Which lines in the records below mention the word "message"? Copy each one out.

Collected data entries
^^^^^^^^

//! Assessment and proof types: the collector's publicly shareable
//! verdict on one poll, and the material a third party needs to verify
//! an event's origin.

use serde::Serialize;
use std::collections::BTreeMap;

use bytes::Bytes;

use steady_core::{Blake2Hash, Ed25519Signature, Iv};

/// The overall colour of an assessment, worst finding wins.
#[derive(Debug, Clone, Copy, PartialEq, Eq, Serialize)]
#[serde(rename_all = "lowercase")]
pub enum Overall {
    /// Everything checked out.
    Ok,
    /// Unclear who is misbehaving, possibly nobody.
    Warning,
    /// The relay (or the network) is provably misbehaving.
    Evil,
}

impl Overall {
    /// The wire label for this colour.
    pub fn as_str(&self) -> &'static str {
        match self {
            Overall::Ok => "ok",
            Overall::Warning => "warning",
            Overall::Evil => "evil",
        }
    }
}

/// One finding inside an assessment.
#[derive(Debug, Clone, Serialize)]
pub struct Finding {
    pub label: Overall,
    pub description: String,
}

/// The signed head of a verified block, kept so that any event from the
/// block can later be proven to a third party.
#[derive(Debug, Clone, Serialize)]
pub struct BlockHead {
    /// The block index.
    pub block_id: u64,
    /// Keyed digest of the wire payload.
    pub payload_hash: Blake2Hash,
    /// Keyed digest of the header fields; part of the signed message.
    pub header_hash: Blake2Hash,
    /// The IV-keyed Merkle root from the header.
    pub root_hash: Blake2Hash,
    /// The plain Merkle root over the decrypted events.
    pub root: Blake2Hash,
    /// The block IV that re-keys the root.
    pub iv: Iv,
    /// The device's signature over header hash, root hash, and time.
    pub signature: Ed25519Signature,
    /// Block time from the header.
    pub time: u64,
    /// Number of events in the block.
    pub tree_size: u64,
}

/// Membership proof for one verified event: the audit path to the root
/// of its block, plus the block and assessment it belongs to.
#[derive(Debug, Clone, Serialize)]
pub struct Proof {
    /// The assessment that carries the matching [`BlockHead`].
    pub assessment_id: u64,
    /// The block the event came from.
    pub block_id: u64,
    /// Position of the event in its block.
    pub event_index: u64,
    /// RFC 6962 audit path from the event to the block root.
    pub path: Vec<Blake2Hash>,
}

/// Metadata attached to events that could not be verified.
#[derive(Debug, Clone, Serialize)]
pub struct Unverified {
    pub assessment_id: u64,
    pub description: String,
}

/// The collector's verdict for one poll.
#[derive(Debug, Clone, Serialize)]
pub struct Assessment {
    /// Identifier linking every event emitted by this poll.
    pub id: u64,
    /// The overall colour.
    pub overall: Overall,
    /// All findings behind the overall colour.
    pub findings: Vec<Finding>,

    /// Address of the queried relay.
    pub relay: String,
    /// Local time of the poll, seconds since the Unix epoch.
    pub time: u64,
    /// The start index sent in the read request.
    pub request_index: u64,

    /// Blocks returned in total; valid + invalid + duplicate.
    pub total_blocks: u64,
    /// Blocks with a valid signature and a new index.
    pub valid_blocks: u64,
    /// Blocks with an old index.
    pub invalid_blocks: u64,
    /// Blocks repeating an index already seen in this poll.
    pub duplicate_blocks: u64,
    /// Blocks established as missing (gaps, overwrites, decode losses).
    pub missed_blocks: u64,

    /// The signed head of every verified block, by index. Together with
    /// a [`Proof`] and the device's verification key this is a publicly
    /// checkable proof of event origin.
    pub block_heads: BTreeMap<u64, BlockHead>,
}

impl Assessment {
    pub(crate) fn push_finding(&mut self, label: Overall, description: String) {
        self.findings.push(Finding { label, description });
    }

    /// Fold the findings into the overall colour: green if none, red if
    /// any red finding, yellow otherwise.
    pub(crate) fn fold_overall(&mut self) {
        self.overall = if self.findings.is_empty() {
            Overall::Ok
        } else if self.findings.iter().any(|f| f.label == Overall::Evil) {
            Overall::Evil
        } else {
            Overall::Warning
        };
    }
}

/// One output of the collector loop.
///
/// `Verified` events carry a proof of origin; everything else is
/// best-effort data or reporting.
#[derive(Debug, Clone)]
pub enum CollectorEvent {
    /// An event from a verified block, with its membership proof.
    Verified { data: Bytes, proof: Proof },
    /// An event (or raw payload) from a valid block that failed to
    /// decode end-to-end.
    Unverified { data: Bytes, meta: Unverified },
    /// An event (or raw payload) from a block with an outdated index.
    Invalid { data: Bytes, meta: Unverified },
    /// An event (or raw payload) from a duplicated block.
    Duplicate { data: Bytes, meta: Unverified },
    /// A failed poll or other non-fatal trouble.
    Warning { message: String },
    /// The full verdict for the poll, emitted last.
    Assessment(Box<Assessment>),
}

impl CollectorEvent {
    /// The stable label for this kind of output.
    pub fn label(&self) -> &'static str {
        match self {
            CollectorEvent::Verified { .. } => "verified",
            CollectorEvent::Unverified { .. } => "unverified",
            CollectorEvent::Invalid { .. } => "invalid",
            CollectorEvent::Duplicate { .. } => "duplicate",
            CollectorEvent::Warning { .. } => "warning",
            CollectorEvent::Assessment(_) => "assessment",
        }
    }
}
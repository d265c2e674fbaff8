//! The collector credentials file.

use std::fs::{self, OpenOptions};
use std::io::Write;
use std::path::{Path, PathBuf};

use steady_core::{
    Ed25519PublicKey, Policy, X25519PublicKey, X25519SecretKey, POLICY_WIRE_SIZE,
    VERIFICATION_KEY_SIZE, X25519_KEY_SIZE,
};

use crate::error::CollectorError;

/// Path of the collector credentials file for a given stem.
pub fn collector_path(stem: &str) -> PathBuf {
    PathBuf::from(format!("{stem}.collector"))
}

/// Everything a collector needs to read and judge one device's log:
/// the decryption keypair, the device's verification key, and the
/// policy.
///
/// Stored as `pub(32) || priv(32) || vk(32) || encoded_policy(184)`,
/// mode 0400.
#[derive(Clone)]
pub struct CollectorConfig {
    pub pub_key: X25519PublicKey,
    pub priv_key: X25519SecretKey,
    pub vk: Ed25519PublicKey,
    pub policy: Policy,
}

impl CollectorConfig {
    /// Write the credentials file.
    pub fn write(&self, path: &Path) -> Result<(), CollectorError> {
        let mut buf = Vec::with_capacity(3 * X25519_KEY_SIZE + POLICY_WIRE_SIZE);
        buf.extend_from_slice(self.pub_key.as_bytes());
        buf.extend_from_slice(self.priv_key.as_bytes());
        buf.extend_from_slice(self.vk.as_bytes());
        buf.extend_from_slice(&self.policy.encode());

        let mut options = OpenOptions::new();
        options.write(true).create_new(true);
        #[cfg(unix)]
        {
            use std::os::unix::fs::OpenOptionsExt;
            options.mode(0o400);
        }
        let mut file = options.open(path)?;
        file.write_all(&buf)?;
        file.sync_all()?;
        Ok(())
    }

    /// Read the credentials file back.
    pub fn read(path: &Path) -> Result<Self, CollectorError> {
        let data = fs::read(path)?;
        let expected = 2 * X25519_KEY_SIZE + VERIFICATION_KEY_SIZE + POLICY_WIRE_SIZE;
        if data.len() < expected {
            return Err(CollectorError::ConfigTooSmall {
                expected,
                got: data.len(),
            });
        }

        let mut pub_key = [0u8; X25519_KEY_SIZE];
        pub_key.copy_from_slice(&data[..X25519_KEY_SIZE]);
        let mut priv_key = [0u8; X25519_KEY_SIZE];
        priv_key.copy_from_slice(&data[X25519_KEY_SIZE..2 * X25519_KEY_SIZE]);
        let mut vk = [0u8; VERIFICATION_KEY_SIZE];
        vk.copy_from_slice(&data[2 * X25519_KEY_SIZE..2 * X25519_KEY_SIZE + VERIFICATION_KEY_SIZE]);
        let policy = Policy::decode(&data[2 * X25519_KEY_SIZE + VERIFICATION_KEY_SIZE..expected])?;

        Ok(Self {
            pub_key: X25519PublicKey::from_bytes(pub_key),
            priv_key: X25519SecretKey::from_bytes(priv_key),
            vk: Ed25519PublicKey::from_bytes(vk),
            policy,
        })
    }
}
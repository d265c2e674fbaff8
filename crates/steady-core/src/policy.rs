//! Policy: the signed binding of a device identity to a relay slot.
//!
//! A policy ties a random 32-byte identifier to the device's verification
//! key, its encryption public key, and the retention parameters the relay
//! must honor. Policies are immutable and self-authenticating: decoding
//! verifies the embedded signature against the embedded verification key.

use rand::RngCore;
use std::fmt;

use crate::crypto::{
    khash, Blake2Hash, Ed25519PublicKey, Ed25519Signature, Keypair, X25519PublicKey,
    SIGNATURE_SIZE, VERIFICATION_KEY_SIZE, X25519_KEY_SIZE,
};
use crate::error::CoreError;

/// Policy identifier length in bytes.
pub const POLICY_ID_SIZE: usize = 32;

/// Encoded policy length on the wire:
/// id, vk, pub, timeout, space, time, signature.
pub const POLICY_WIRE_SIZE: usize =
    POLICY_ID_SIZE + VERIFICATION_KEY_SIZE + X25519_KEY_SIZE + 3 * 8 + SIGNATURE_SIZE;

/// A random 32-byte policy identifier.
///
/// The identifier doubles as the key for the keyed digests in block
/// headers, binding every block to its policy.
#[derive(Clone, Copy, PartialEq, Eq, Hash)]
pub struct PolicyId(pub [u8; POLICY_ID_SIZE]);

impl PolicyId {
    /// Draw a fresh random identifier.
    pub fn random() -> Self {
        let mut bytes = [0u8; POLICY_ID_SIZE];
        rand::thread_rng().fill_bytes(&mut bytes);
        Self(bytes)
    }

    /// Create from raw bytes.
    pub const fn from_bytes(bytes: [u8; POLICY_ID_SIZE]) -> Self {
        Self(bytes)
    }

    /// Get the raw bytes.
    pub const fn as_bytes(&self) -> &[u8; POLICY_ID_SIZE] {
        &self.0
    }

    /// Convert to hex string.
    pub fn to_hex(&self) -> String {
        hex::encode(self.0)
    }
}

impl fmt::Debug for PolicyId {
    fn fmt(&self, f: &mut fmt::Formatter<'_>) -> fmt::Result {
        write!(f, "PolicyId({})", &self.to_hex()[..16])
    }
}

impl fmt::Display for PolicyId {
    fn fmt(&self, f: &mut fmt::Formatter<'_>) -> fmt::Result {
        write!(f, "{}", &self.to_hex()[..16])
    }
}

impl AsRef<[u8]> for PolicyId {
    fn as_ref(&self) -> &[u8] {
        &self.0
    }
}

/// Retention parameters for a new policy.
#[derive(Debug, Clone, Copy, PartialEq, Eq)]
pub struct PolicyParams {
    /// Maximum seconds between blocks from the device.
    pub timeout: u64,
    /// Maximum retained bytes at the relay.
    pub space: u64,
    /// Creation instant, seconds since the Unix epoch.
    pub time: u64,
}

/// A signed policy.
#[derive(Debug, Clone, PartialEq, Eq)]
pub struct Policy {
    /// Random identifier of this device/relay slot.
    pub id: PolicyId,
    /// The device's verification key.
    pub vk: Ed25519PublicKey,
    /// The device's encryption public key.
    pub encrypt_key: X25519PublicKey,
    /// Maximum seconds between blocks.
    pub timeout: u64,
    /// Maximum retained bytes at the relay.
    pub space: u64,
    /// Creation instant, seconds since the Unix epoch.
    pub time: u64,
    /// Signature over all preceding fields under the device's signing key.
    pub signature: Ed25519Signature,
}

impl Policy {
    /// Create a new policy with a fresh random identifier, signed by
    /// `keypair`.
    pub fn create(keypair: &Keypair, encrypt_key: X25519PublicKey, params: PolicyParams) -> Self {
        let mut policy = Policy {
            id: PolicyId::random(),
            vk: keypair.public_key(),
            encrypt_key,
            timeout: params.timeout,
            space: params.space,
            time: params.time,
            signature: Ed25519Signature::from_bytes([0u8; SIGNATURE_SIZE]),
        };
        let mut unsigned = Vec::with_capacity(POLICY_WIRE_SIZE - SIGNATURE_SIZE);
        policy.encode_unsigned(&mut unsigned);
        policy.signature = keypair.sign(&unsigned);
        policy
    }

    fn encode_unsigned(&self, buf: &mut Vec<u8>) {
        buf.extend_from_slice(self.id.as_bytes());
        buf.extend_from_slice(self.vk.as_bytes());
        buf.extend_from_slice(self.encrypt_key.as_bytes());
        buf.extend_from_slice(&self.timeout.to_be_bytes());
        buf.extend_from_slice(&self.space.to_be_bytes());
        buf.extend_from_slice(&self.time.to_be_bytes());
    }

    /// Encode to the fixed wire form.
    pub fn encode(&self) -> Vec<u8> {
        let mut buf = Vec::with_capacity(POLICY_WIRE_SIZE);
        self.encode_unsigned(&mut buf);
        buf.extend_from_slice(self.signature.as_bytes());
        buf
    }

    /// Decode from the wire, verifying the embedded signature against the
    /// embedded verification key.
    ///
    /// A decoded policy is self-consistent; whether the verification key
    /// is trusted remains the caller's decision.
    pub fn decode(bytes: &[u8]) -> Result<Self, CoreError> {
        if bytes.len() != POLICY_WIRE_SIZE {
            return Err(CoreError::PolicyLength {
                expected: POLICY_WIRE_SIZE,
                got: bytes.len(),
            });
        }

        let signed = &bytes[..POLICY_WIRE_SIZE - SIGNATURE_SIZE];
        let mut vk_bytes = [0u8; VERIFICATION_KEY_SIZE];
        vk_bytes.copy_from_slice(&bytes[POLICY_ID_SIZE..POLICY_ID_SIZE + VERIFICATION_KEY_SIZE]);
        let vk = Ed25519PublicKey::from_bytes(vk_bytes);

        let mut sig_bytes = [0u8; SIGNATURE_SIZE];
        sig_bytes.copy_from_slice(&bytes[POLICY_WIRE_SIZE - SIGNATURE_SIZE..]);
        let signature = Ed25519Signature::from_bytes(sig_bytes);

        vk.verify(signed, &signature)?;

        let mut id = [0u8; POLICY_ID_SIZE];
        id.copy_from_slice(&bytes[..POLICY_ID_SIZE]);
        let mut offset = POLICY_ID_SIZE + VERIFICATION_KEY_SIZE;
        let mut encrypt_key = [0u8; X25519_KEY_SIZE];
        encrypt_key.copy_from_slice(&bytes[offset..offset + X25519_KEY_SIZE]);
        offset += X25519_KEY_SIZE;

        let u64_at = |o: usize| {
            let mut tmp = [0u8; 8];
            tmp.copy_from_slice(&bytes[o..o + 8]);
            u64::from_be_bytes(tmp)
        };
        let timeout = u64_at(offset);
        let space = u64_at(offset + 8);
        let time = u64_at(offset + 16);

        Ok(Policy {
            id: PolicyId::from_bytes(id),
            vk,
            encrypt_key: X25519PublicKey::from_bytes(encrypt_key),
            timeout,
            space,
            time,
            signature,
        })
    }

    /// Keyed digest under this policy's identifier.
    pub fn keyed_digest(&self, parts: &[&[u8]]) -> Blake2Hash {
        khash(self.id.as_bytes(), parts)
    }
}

^^^^^^^^

### [Expected answer]
    /// Keyed digest of the header fields; part of the signed message.
    Warning { message: String },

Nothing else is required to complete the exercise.